Notes on developing & debugging this CORFU prototype
I've recorded some notes while developing & debugging this CORFU
prototype. See the corfurl/notes subdirectory.
Most of the cases mentioned involve race conditions that were notable during the development cycle. There is one case that IIRC is not mentioned in any of the CORFU papers and is probably a case that cannot be fixed/solved by CORFU itself.
Each of the scenario notes includes an MSC diagram specification file to help illustrate the race. The diagrams are annotated by hand, both with text and color, to point out critical points of timing.
CORFU papers
I recommend the "5 pages" paper below first, to give a flavor of what the CORFU is about. When Scott first read the CORFU paper back in 2011 (and the Hyder paper), he thought it was insanity. He recommends waiting before judging quite so hastily. :-)
After that, then perhaps take a step back are skim over the Hyder paper. Hyder started before CORFU, but since CORFU, the Hyder folks at Microsoft have rewritten Hyder to use CORFU as the shared log underneath it.
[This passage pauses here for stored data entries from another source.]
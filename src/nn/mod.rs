//! # Host Module Tree
//!
//! Building blocks of the models the swap engine rewrites. Every layer
//! holds real weights and can run eagerly on host data (`Module::eval`), and
//! every module can be traced symbolically (`Module::forward`).
//!
//! ## Available Layers
//!
//! - [`Conv2d`]: 2D convolution with stride, padding policy, dilation, groups
//! - [`Linear`]: fully connected layer
//! - [`MaxPool2d`], [`AvgPool2d`], [`AdaptiveAvgPool2d`]: pooling
//! - [`ReLU`], [`Flatten`]: parameter-free layers
//! - [`Dropout`]: regularization (identity at inference)
//! - [`Sequential`]: ordered container
//!
//! User-defined composites implement [`Module`] directly: `forward` calls
//! children through `Tensor::apply` and may interleave inline calls such as
//! `Tensor::flatten`.
//!
//! ## Example
//!
//! ```ignore
//! use opswap::nn::{Conv2d, Flatten, Linear, ReLU, Sequential};
//!
//! let model = Sequential::new()
//!     .push(Conv2d::new(3, 8, (3, 3)))
//!     .push(ReLU::new())
//!     .push(Flatten::new())
//!     .push(Linear::new(8 * 30 * 30, 10));
//! ```

pub mod activations;
pub mod container;
pub mod conv;
pub mod dropout;
pub mod linear;
pub mod module;
pub mod params;
pub mod pooling;

pub use activations::{Flatten, ReLU};
pub use container::Sequential;
pub use conv::{Conv2d, Conv2dConfig};
pub use dropout::Dropout;
pub use linear::Linear;
pub use module::{named_modules, Module, ModuleView};
pub use params::{Padding, PaddingMode, Shape2d};
pub use pooling::{AdaptiveAvgPool2d, AvgPool2d, MaxPool2d};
But the Hyder paper has lots of interesting bits about how you'd go about creating a distributed DB where the transaction log is the DB.
"CORFU: A Distributed Shared Log"
MAHESH BALAKRISHNAN, DAHLIA MALKHI, JOHN D. DAVIS, and VIJAYAN PRABHAKARAN, Microsoft Research Silicon Valley, MICHAEL WEI, University of California, San Diego, TED WOBBER, Microsoft Research Silicon Valley
Long version of introduction to CORFU (~30 pages) http://www.snookles.com/scottmp/corfu/corfu.a10-balakrishnan.pdf
"CORFU: A Shared Log Design for Flash Clusters"
Same authors as above
Short version of introduction to CORFU paper above (~12 pages)
http://www.snookles.com/scottmp/corfu/corfu-shared-log-design.nsdi12-final30.pdf
"From Paxos to CORFU: A Flash-Speed Shared Log"
Same authors as above
5 pages, a short summary of CORFU basics and some trial applications that have been implemented on top of it.
http://www.snookles.com/scottmp/corfu/paxos-to-corfu.malki-acmstyle.pdf
"Beyond Block I/O: Implementing a Distributed Shared Log in Hardware"
Wei, Davis, Wobber, Balakrishnan, Malkhi
Summary report of implmementing the CORFU server-side in FPGA-style hardware. (~11 pages)
http://www.snookles.com/scottmp/corfu/beyond-block-io.CameraReady.pdf
"Tango: Distributed Data Structures over a Shared Log"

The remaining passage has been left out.